Ora, daqui resulta uma presunção de que os instrumentos de trabalho respeitantes a tecnologias de informação e de comunicação pertencem ao empregador, e duas obrigações – a primeira é a de que o empregador deve assegurar a respetiva instalação e manutenção desses instrumentos de trabalho, a segunda é de que cabe ao empregador o pagamento das despesas inerentes à utilização desses instrumentos.

2. O número 1º do artigo 168º do Código do Trabalho, prevê que “trabalhador em regime de teletrabalho tem os mesmos direitos e deveres dos demais trabalhadores”. Trata-se de um respingo do princípio da igualdade de tratamento de trabalhador em regime de teletrabalho.

Portanto, a solução legal é a de existir uma obrigatoriedade para com o empregador de este pagar as despesas inerentes à utilização de instrumentos de trabalho e.g. o uso de um computador tem custos de eletricidade e internet. Porém, o legislador do Código do Trabalho admite, que, por acordo das partes, todas as responsabilidades referentes aos equipamentos de trabalho e respetivas despesas de manutenção, reparação e consumos, possam ser assumidas pelo próprio trabalhador.

Ou seja, se o trabalhador não prestar o seu  consentimento, não será lícito ao empregador transferir unilateralmente para a esfera jurídica do trabalhador, as despesas inerentes à sua atividade laboral.

Como é que o acima exposto se articula com o regime atual (do número 1º artigo 5º, do Decreto n.º 3-A/2021)?

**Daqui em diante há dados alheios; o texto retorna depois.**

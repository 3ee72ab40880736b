use std::sync::mpsc;
use std::sync::Arc;
use std::thread::{self, JoinHandle};
use std::time::Duration;

use tracing::info;

use super::board::{Board, CandidateSet};
use super::dealer::{Dealer, DealerSettings, GameSummary, Seat};
use super::player::{ComputerInput, FreezeTiming, Player};
use super::rules::SetRules;
use super::{PlayerId, Slot};
use crate::config::AppConfig;
use crate::error::GameError;
use crate::sync::{ActionQueue, CandidateQueue, StopSignal};
use crate::ui::GameDisplay;

/// A running game: one dealer thread, one thread per player, and one key
/// generator thread per computer player.
///
/// Human players are fed through [`Game::key_pressed`]. Dropping the game
/// stops it and waits for every thread.
pub struct Game {
    stop: StopSignal,
    candidates: Arc<CandidateQueue<CandidateSet>>,
    inputs: Vec<Arc<ActionQueue<Slot>>>,
    dealer: Option<JoinHandle<GameSummary>>,
}

impl Game {
    /// Validate `config`, build the table and start every thread. Human
    /// players get the lowest ids, computer players follow.
    pub fn start(
        config: &AppConfig,
        rules: Arc<dyn SetRules>,
        display: Arc<dyn GameDisplay>,
    ) -> Result<Game, GameError> {
        config.validate()?;

        let players = config.player_count();
        let board = Arc::new(
            Board::new(
                players,
                config.table_size(),
                config.deck_size(),
                Arc::clone(&display),
            )
            .with_table_delay(config.timing.table_delay()),
        );
        let candidates = Arc::new(CandidateQueue::new());
        let stop = StopSignal::new();
        let freeze = FreezeTiming {
            point: config.timing.point_freeze(),
            penalty: config.timing.penalty_freeze(),
        };

        let mut inputs = Vec::with_capacity(players);
        let mut seats = Vec::with_capacity(players);
        for id in 0..players {
            let actions = Arc::new(ActionQueue::new());
            let (verdict_tx, verdict_rx) = mpsc::sync_channel(1);
            let mut player = Player::new(
                id,
                Arc::clone(&board),
                Arc::clone(&display),
                Arc::clone(&actions),
                Arc::clone(&candidates),
                verdict_rx,
                stop.clone(),
                freeze,
            );
            if id >= config.players.human {
                player = player.with_computer_input(ComputerInput {
                    key_delay: Duration::from_millis(config.timing.computer_delay_millis),
                });
            }
            let seat = Seat::new(id, Arc::clone(&actions), verdict_tx, player.score_handle());
            inputs.push(actions);

            let name = format!("player-{id}");
            match thread::Builder::new()
                .name(name.clone())
                .spawn(move || player.run())
            {
                Ok(handle) => seats.push(seat.with_thread(handle)),
                Err(source) => {
                    abort_startup(&stop, &candidates, &inputs);
                    return Err(GameError::Spawn { name, source });
                }
            }
        }

        let dealer = Dealer::new(
            board,
            rules,
            display,
            Arc::clone(&candidates),
            stop.clone(),
            config.deck_size(),
        )
        .with_settings(DealerSettings {
            turn_timeout: config.timing.turn_timeout(),
            turn_timeout_warning: config.timing.turn_timeout_warning(),
            hints: config.ui.hints,
        })
        .with_seats(seats);

        let dealer = match thread::Builder::new()
            .name("dealer".into())
            .spawn(move || dealer.run())
        {
            Ok(handle) => handle,
            Err(source) => {
                abort_startup(&stop, &candidates, &inputs);
                return Err(GameError::Spawn {
                    name: "dealer".into(),
                    source,
                });
            }
        };

        info!(
            human = config.players.human,
            computer = config.players.computer,
            table = config.table_size(),
            deck = config.deck_size(),
            "game started"
        );
        Ok(Game {
            stop,
            candidates,
            inputs,
            dealer: Some(dealer),
        })
    }

    pub fn players(&self) -> usize {
        self.inputs.len()
    }

    /// Queue a key press for `player` without blocking. Returns `false` when
    /// the press was dropped because the player's queue is full or closed.
    pub fn key_pressed(&self, player: PlayerId, slot: Slot) -> Result<bool, GameError> {
        let queue = self.inputs.get(player).ok_or(GameError::UnknownPlayer {
            player,
            players: self.inputs.len(),
        })?;
        Ok(queue.try_put(slot))
    }

    /// Ask the game to end. The dealer wraps up the current round, stops the
    /// players and announces the winners.
    pub fn stop(&self) {
        if self.stop.trigger() {
            info!("stop requested");
        }
        self.candidates.close();
    }

    pub fn is_finished(&self) -> bool {
        self.dealer.as_ref().map_or(true, |handle| handle.is_finished())
    }

    /// Wait for the dealer to finish and return the final scores.
    pub fn join(mut self) -> Result<GameSummary, GameError> {
        match self.dealer.take() {
            Some(handle) => handle
                .join()
                .map_err(|_| GameError::Panicked("dealer".into())),
            None => Err(GameError::Panicked("dealer".into())),
        }
    }
}

impl Drop for Game {
    fn drop(&mut self) {
        if let Some(handle) = self.dealer.take() {
            self.stop();
            let _ = handle.join();
        }
    }
}

/// Unblock whatever was already started so it can exit on its own.
fn abort_startup(
    stop: &StopSignal,
    candidates: &CandidateQueue<CandidateSet>,
    inputs: &[Arc<ActionQueue<Slot>>],
) {
    stop.trigger();
    candidates.close();
    for queue in inputs {
        queue.close();
    }
}

#[cfg(test)]
mod tests {
    use super::*;
    use crate::game::rules::{FeatureRules, PredicateRules};
    use crate::game::Card;
    use crate::ui::test_support::{DisplayEvent, RecordingDisplay};
    use std::time::Instant;

    fn fast_config(human: usize, computer: usize) -> AppConfig {
        let mut config = AppConfig::default();
        config.players.human = human;
        config.players.computer = computer;
        config.ui.player_keys = ["qweasdzxc", "uiojklm,."]
            .iter()
            .take(human)
            .map(|keys| keys.to_string())
            .collect();
        config.table.rows = 3;
        config.table.columns = 3;
        config.table.feature_count = 2;
        config.table.feature_size = 3;
        config.timing.turn_timeout_millis = 2_000;
        config.timing.turn_timeout_warning_millis = 500;
        config.timing.point_freeze_millis = 0;
        config.timing.penalty_freeze_millis = 0;
        config.timing.table_delay_millis = 0;
        config.timing.computer_delay_millis = 0;
        config
    }

    #[test]
    fn test_computer_players_play_until_no_set_is_left() {
        let config = fast_config(0, 2);
        let display = Arc::new(RecordingDisplay::default());
        let rules = Arc::new(FeatureRules::new(3, 2));
        let game = Game::start(&config, rules, display.clone()).unwrap();

        let deadline = Instant::now() + Duration::from_secs(60);
        while !game.is_finished() && Instant::now() < deadline {
            thread::sleep(Duration::from_millis(20));
        }
        assert!(game.is_finished(), "game did not end on its own");

        let summary = game.join().unwrap();
        assert_eq!(summary.scores.len(), 2);
        // Nine cards, so at most three disjoint sets can be claimed.
        assert!(summary.scores.iter().sum::<u32>() <= 3);
        assert!(!summary.winners.is_empty());
        assert!(display
            .events()
            .iter()
            .any(|event| matches!(event, DisplayEvent::Winners(_))));
    }

    #[test]
    fn test_stop_wakes_everyone() {
        let mut config = fast_config(1, 2);
        config.timing.turn_timeout_millis = 60_000;
        config.timing.turn_timeout_warning_millis = 5_000;
        let display = Arc::new(RecordingDisplay::default());
        // Every triple is a set, so the game never ends by itself.
        let rules = Arc::new(PredicateRules(|_: &[Card; 3]| true));
        let game = Game::start(&config, rules, display.clone()).unwrap();

        thread::sleep(Duration::from_millis(100));
        assert!(!game.is_finished());
        game.stop();
        let summary = game.join().unwrap();
        assert_eq!(summary.scores.len(), 3);
        assert_eq!(summary.scores[0], 0, "human never pressed a key");
    }

    #[test]
    fn test_key_pressed_routes_to_player() {
        let mut config = fast_config(1, 0);
        config.timing.turn_timeout_millis = 60_000;
        config.timing.turn_timeout_warning_millis = 5_000;
        let display = Arc::new(RecordingDisplay::default());
        let rules = Arc::new(PredicateRules(|_: &[Card; 3]| false));
        let rules: Arc<dyn SetRules> = rules;
        // No set ever exists, so the dealer ends immediately; key presses
        // still route or report unknown players.
        let game = Game::start(&config, rules, display).unwrap();
        assert!(matches!(
            game.key_pressed(3, 0),
            Err(GameError::UnknownPlayer { player: 3, players: 1 })
        ));
        game.stop();
        game.join().unwrap();
    }

    #[test]
    fn test_invalid_config_is_rejected() {
        let mut config = fast_config(0, 1);
        config.table.rows = 0;
        let display = Arc::new(RecordingDisplay::default());
        let result = Game::start(&config, Arc::new(FeatureRules::default()), display);
        assert!(matches!(result, Err(GameError::Config(_))));
    }
}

Ora, a situação atípica da obrigatoriedade da adoção do regime do teletrabalho em nada contamina o regime em si. Isto é, não só se mantém a presunção que os instrumentos de trabalho que o trabalho utiliza em casa pertencem ao empregador (que de acordo com o Decreto n.º 3-A/2021 deverá acautelar a situação do trabalhador não ter meios para laborar em casa), como também se mantém a obrigatoriedade de o empregador assegurar a respetiva instalação e manutenção desses instrumentos de trabalho e o pagamento das despesas inerentes à utilização desses instrumentos.

De resto, quanto à possibilidade de acordo entre as partes de que as despesas ficam ao encargo do trabalhador, o entender será o mesmo. É necessário acordo nesse sentido, caso contrário será ilícito ao empregador transferir unilateralmente para a esfera jurídica do trabalhador as despesas inerentes à sua atividade laboral.

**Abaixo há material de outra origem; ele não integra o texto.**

use crate::ui::table_view::TableView;
use ratatui::{
    layout::{Alignment, Constraint, Direction, Layout, Rect},
    style::{Color, Modifier, Style},
    text::{Line, Span},
    widgets::{Block, Borders, Paragraph},
    Frame,
};

/// Token colors by player id, cycling for large tables.
const PLAYER_COLORS: [Color; 6] = [
    Color::Red,
    Color::Yellow,
    Color::Green,
    Color::Cyan,
    Color::Magenta,
    Color::Blue,
];

pub fn player_color(player: usize) -> Color {
    PLAYER_COLORS[player % PLAYER_COLORS.len()]
}

/// Rows needed for the card grid: three lines per table row plus borders.
fn table_height(rows: usize) -> u16 {
    u16::try_from(rows.saturating_mul(3).saturating_add(2)).unwrap_or(u16::MAX)
}

pub fn render(frame: &mut Frame, view: &TableView, message: &Option<String>) {
    let chunks = Layout::default()
        .direction(Direction::Vertical)
        .constraints([
            Constraint::Length(3),                            // Header
            Constraint::Min(table_height(view.rows())),       // Table + players
            Constraint::Length(3),                            // Message
            Constraint::Length(3),                            // Controls
        ])
        .split(frame.area());

    render_header(frame, view, chunks[0]);

    let body = Layout::default()
        .direction(Direction::Horizontal)
        .constraints([Constraint::Min(30), Constraint::Length(34)])
        .split(chunks[1]);
    render_table(frame, view, body[0]);
    render_players(frame, view, body[1]);

    render_message(frame, message, chunks[2]);
    render_controls(frame, chunks[3]);
}

fn render_header(frame: &mut Frame, view: &TableView, area: Rect) {
    let (status, color) = match view.winners() {
        Some(winners) => {
            let names: Vec<&str> = winners
                .iter()
                .filter_map(|id| view.players().get(*id))
                .map(|player| player.name.as_str())
                .collect();
            let label = if names.len() == 1 { "Winner" } else { "Draw" };
            (format!("Game Over  |  {}: {}", label, names.join(", ")), Color::Green)
        }
        None => {
            let (remaining, urgent) = view.countdown();
            let text = if urgent {
                format!("Time left: {:.2}s", remaining.as_secs_f64())
            } else {
                format!("Time left: {}s", remaining.as_secs())
            };
            (text, if urgent { Color::Red } else { Color::White })
        }
    };

    let header = Paragraph::new(status)
        .style(Style::default().fg(color).add_modifier(Modifier::BOLD))
        .alignment(Alignment::Center)
        .block(Block::default().borders(Borders::ALL).title("Set"));

    frame.render_widget(header, area);
}

fn render_table(frame: &mut Frame, view: &TableView, area: Rect) {
    let mut lines = Vec::new();

    for row in 0..view.rows() {
        let mut card_spans = vec![Span::raw("  ")];
        let mut token_spans = vec![Span::raw("  ")];
        for column in 0..view.columns() {
            let slot = row * view.columns() + column;
            match view.card_at(slot) {
                Some(card) => card_spans.push(Span::styled(
                    format!("[{:^8}]", view.card_label(card)),
                    Style::default().add_modifier(Modifier::BOLD),
                )),
                None => card_spans.push(Span::styled(
                    format!("[{:^8}]", ""),
                    Style::default().fg(Color::DarkGray),
                )),
            }
            card_spans.push(Span::raw(" "));

            // One marker per token holder under the card
            let tokens = view.tokens_at(slot);
            token_spans.push(Span::raw(" "));
            for player in tokens {
                token_spans.push(Span::styled(
                    "●",
                    Style::default().fg(player_color(*player)),
                ));
            }
            token_spans.push(Span::raw(" ".repeat(9usize.saturating_sub(tokens.len()))));
        }
        lines.push(Line::from(card_spans));
        lines.push(Line::from(token_spans));
        lines.push(Line::from(""));
    }

    let table = Paragraph::new(lines)
        .alignment(Alignment::Left)
        .block(Block::default().borders(Borders::ALL).title("Table"));
    frame.render_widget(table, area);
}

fn render_players(frame: &mut Frame, view: &TableView, area: Rect) {
    let mut lines = Vec::new();
    for (id, player) in view.players().iter().enumerate() {
        let mut spans = vec![
            Span::styled("● ", Style::default().fg(player_color(id))),
            Span::styled(
                format!("{:<12}", player.name),
                Style::default().add_modifier(Modifier::BOLD),
            ),
            Span::raw(format!("{:>3}", player.score)),
        ];
        if !player.frozen.is_zero() {
            spans.push(Span::styled(
                format!("  frozen {:.1}s", player.frozen.as_secs_f64()),
                Style::default().fg(Color::DarkGray),
            ));
        }
        lines.push(Line::from(spans));
        match &player.keys {
            Some(keys) => lines.push(Line::from(Span::styled(
                format!("  keys: {keys}"),
                Style::default().fg(Color::Gray),
            ))),
            None => lines.push(Line::from(Span::styled(
                "  computer",
                Style::default().fg(Color::Gray),
            ))),
        }
    }

    let players = Paragraph::new(lines).block(Block::default().borders(Borders::ALL).title("Players"));
    frame.render_widget(players, area);
}

fn render_message(frame: &mut Frame, message: &Option<String>, area: Rect) {
    let text = message.as_deref().unwrap_or("");
    let msg_widget = Paragraph::new(text)
        .style(Style::default().fg(Color::Yellow))
        .alignment(Alignment::Center)
        .block(Block::default().borders(Borders::ALL));

    frame.render_widget(msg_widget, area);
}

fn render_controls(frame: &mut Frame, area: Rect) {
    let controls = Paragraph::new(Line::from(
        "Player keys: toggle a token on the matching slot  |  Esc: Quit",
    ))
    .alignment(Alignment::Center)
    .block(Block::default().borders(Borders::ALL).title("Controls"));

    frame.render_widget(controls, area);
}

#[cfg(test)]
mod tests {
    use super::*;
    use crate::config::AppConfig;
    use crate::ui::GameDisplay;
    use crate::ui::TableDisplay;
    use parking_lot::Mutex;
    use ratatui::{backend::TestBackend, Terminal};
    use std::sync::Arc;

    fn rendered_text(view: &TableView, message: &Option<String>) -> String {
        let backend = TestBackend::new(100, 24);
        let mut terminal = Terminal::new(backend).unwrap();
        terminal.draw(|f| render(f, view, message)).unwrap();
        let buffer = terminal.backend().buffer().clone();
        buffer
            .content()
            .chunks(buffer.area.width as usize)
            .map(|row| row.iter().map(|cell| cell.symbol()).collect::<String>())
            .collect::<Vec<_>>()
            .join("\n")
    }

    #[test]
    fn test_render_cards_players_and_message() {
        let view = Arc::new(Mutex::new(TableView::from_config(&AppConfig::default())));
        let display = TableDisplay::new(Arc::clone(&view));
        display.place_card(80, 0);
        display.score(1, 4);

        let text = rendered_text(&view.lock(), &Some("hello".into()));
        assert!(text.contains("2222"));
        assert!(text.contains("Player 2"));
        assert!(text.contains("keys: qwerasdfzxcv"));
        assert!(text.contains("computer"));
        assert!(text.contains("hello"));
    }

    #[test]
    fn test_table_height_saturates() {
        assert_eq!(table_height(3), 11);
        assert_eq!(table_height(30_000), u16::MAX);
        assert_eq!(table_height(usize::MAX), u16::MAX);
    }

    #[test]
    fn test_render_winners() {
        let view = Arc::new(Mutex::new(TableView::from_config(&AppConfig::default())));
        let display = TableDisplay::new(Arc::clone(&view));
        display.winners(&[0, 2]);

        let text = rendered_text(&view.lock(), &None);
        assert!(text.contains("Draw: Player 1, Player 3"));
    }
}
use parking_lot::{Condvar, Mutex, MutexGuard, RwLock, RwLockReadGuard, RwLockWriteGuard};
use std::ops::{Deref, DerefMut};

#[derive(Debug, Default)]
struct Gate {
    active_players: usize,
    dealer_active: bool,
    dealers_waiting: usize,
}

/// Two-tier gate over shared state: many concurrent player-class holders, or
/// exactly one dealer-class holder.
///
/// Once a dealer announces intent, new player-class acquisitions yield until
/// the dealer has entered and left, so a steady stream of players cannot
/// starve it. The dealer flag stays raised for the whole critical section.
///
/// The gate decides who may enter; the inner `RwLock` only provides the
/// references and is never contended while the gate is respected.
#[derive(Debug)]
pub struct AdmissionLock<T> {
    gate: Mutex<Gate>,
    turnstile: Condvar,
    data: RwLock<T>,
}

impl<T> AdmissionLock<T> {
    pub fn new(data: T) -> Self {
        AdmissionLock {
            gate: Mutex::new(Gate::default()),
            turnstile: Condvar::new(),
            data: RwLock::new(data),
        }
    }

    fn gate(&self) -> MutexGuard<'_, Gate> {
        self.gate.lock()
    }

    /// Enter as a player. Blocks while a dealer holds or is waiting for the lock.
    pub fn acquire_player(&self) -> PlayerGuard<'_, T> {
        let mut gate = self.gate();
        while gate.dealer_active || gate.dealers_waiting > 0 {
            self.turnstile.wait(&mut gate);
        }
        gate.active_players += 1;
        drop(gate);

        let data = self.data.read();
        PlayerGuard { lock: self, data }
    }

    /// Enter as the dealer. Blocks until no player and no other dealer is inside.
    pub fn acquire_dealer(&self) -> DealerGuard<'_, T> {
        let mut gate = self.gate();
        gate.dealers_waiting += 1;
        while gate.active_players > 0 || gate.dealer_active {
            self.turnstile.wait(&mut gate);
        }
        gate.dealers_waiting -= 1;
        gate.dealer_active = true;
        drop(gate);

        let data = self.data.write();
        DealerGuard { lock: self, data }
    }

    fn release_player(&self) {
        let mut gate = self.gate();
        gate.active_players -= 1;
        if gate.active_players == 0 {
            self.turnstile.notify_all();
        }
    }

    fn release_dealer(&self) {
        let mut gate = self.gate();
        gate.dealer_active = false;
        self.turnstile.notify_all();
    }

    /// Number of player-class holders currently inside.
    pub fn active_players(&self) -> usize {
        self.gate().active_players
    }

    /// True while a dealer-class holder is inside.
    pub fn dealer_active(&self) -> bool {
        self.gate().dealer_active
    }
}

/// Shared access held by a player. Released on drop.
pub struct PlayerGuard<'a, T> {
    lock: &'a AdmissionLock<T>,
    data: RwLockReadGuard<'a, T>,
}

impl<T> Deref for PlayerGuard<'_, T> {
    type Target = T;

    fn deref(&self) -> &T {
        &self.data
    }
}

impl<T> Drop for PlayerGuard<'_, T> {
    fn drop(&mut self) {
        // The read guard field is dropped right after; an admitted dealer
        // waits on it at most for that instant.
        self.lock.release_player();
    }
}

/// Exclusive access held by the dealer. Released on drop.
pub struct DealerGuard<'a, T> {
    lock: &'a AdmissionLock<T>,
    data: RwLockWriteGuard<'a, T>,
}

impl<T> Deref for DealerGuard<'_, T> {
    type Target = T;

    fn deref(&self) -> &T {
        &self.data
    }
}

impl<T> DerefMut for DealerGuard<'_, T> {
    fn deref_mut(&mut self) -> &mut T {
        &mut self.data
    }
}

impl<T> Drop for DealerGuard<'_, T> {
    fn drop(&mut self) {
        self.lock.release_dealer();
    }
}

No caso de não existir acordo sobre a matéria e de, consequentemente, as responsabilidades com as despesas inerentes aos equipamentos utilizados em regime de teletrabalho e respetivos consumos incumbirem ao empregador, coloca-se a questão de se saber como é que tais custos poderão ser determinados.

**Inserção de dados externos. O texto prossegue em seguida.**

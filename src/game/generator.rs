use std::sync::Arc;
use std::thread;
use std::time::Duration;

use rand::rngs::StdRng;
use rand::{Rng, SeedableRng};
use tracing::info;

use super::{PlayerId, Slot};
use crate::sync::{ActionQueue, StopSignal};

/// Key press source for a computer player: picks slots uniformly at random
/// and feeds them into the player's action queue, blocking while it is full.
pub struct KeyGenerator {
    player: PlayerId,
    actions: Arc<ActionQueue<Slot>>,
    table_size: usize,
    stop: StopSignal,
    key_delay: Duration,
    rng: StdRng,
}

impl KeyGenerator {
    pub fn new(
        player: PlayerId,
        actions: Arc<ActionQueue<Slot>>,
        table_size: usize,
        stop: StopSignal,
    ) -> Self {
        KeyGenerator {
            player,
            actions,
            table_size,
            stop,
            key_delay: Duration::ZERO,
            rng: StdRng::from_os_rng(),
        }
    }

    pub fn with_key_delay(mut self, delay: Duration) -> Self {
        self.key_delay = delay;
        self
    }

    pub fn with_rng(mut self, rng: StdRng) -> Self {
        self.rng = rng;
        self
    }

    /// Next slot to press.
    pub fn next_slot(&mut self) -> Slot {
        self.rng.random_range(0..self.table_size)
    }

    /// Generator thread body. Returns once stopped or the queue is closed.
    pub fn run(mut self) {
        info!(player = self.player, "key generator starting");
        if self.table_size > 0 {
            while !self.stop.is_triggered() {
                let slot = self.next_slot();
                if self.actions.put(slot).is_err() {
                    break;
                }
                if !self.key_delay.is_zero() {
                    thread::sleep(self.key_delay);
                }
            }
        }
        info!(player = self.player, "key generator terminated");
    }
}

Nestas situações poderão admitir-se duas possibilidades. A primeira é a de que cabe trabalhador o ónus de demonstrar perante o empregador quais as despesas concretas em que incorreu por força da prestação de atividade em regime de teletrabalho. A segunda passa por o empregador estabelecer um valor fixo para todos os trabalhadores. Admite-se que a primeira hipótese tenha vincadas dificuldades ao nível de prova do acréscimo das despesas e que a segunda hipótese seja pouco satisfatória para alguns trabalhadores, contudo, face à situação de pandemia e quadro legal atual, são soluções às quais se concebe poder recorrer.